Le tutoiement, ici, a beau
rétablir momentanément une distinction entre l’auteur et son
double, et mettre en doute l’existence même de cette voix qui
paraît issue de la tombe, il n’interpelle en vérité que
l’autre en soi pour lui demander s’il est force ou faiblesse. Il
s’agit là du moment crucial d’un itinéraire d’écriture
touchant à sa fin (nous sommes page 40, et le livre en compte 44),
qui voit Louis-René des Forêts, tenter à la fois de prêter une
figure à ce sujet étrange qu’il est lorsqu’il écrit de la poésie
et de réévaluer ses raisons de vivre.
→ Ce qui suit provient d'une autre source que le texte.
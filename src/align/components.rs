use bevy::prelude::*;

/// Component that pins an entity to a point on a [`CubicBezierCurve`](crate::curve::CubicBezierCurve).
///
/// The entity's [`Transform`] is updated each frame from the curve's point and
/// heading at `t`.
#[derive(Component, Debug, Clone, Reflect)]
#[reflect(Component, Default)]
pub struct AlignToCurve {
    /// The curve entity to follow.
    pub curve: Entity,

    /// Parametric position on the curve. Not clamped.
    pub t: f32,

    /// Whether to rotate the entity to the curve heading.
    ///
    /// When true, local +X points along the tangent projected into the XY plane.
    pub align_rotation: bool,

    /// World-space offset added to the curve position.
    pub offset: Vec3,
}

impl Default for AlignToCurve {
    fn default() -> Self {
        Self {
            curve: Entity::PLACEHOLDER,
            t: 0.0,
            align_rotation: true,
            offset: Vec3::ZERO,
        }
    }
}

impl AlignToCurve {
    /// Align to the given curve entity at its start.
    pub fn new(curve: Entity) -> Self {
        Self { curve, ..default() }
    }

    /// Set the parametric position.
    pub fn with_t(mut self, t: f32) -> Self {
        self.t = t;
        self
    }

    /// Enable or disable heading alignment.
    pub fn with_align_rotation(mut self, align: bool) -> Self {
        self.align_rotation = align;
        self
    }

    /// Set a world-space offset from the curve position.
    pub fn with_offset(mut self, offset: Vec3) -> Self {
        self.offset = offset;
        self
    }
}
En logeant sa parole dans la
voix de Samuel Wood, il se met lui-même à distance, se détache de
soi, se dédouble pour mieux se considérer, et se lance à lui-même
une kyrielle d’injonctions. Tel un acteur ayant pris la pose
devant le rideau, Hamlet « prince de l’insomnie » ou
Jeune Parque debout face à l’immémorable, il se déguise, se prête
au jeu, médite sur la finitude et articule comme au théâtre son
monologue qui est en vérité une lutte intérieure, une dispute à
tu et à toi, ayant pour objet de « rendre vie au désir
animal de vivre »:
« Pires
que les nuits sans rêve, les nuits sans sommeil
Où
se livre jusqu’au jour dans l’esprit divisé
Une
implacable lutte intestine
Mais
en pure perte car le jour va poindre
Qui
sait noyer sous sa lumière aveuglante
Le
tourment des vérités trop dures
Rendre
vie au désir animal de vivre. »
En confondant ou
confrontant leurs voix, Wood et des Forêts figurent cette crise de
vers, d’existence et d’identité que la poésie moderne nous a
rendue familière. Quelques précédents sont illustres : nuit de Noël
1886 qui déclenche la conversion de Paul Claudel, nuit de Gênes du
4 octobre 1892 qui décide Paul Valéry à renoncer à la poésie,
nuit de Pâques 1912 et nuit de Méréville du 1er septembre 1917
qui voient tour à tour Blaise Cendrars se doter de son nouveau nom,
inventer une nouvelle poétique, et découvrir en lui l’homme
gauche... Ce sont là de cruciaux moments nocturnes, ayant souvent
pour arrière-plan une relation aiguë à la musique : Le Magnificat
pour Claudel, La Passion de Saint-Mathieu
et Lohengrin pour Valéry,
La Création de Haydn pour
Cendrars). Ce sont des «Partages de minuit où le poète se trouve
mis à l’épreuve d’une Révélation qui le contraint à
reconsidérer le sens même de son art et à se resituer tout entier
par rapport à un illimité qui vient mettre en péril ses facultés
articulatoires. Mais chez Louis-René des Forêts, il en va tout
autrement. La crise n’est pas un moment-clef et en quelque manière
mythique d’une biographie; elle constitue la modalité permanente
d’une relation conflictuelle au langage dont le poète répète
volontiers qu’il brouille, sépare, pervertit, et cependant s’avère
aussi un « courant porteur », puisque « tout ce
qui parle est fait de chair mortelle ». La crise met
constamment le langage en scène, en question et en cause : elle
travaille sans relâche à en redistribuer les voix. Mais elle
manifeste aussi le retour insistant d’une figure élective
d’enfant disparue revenant « la nuit déchirer le coeur »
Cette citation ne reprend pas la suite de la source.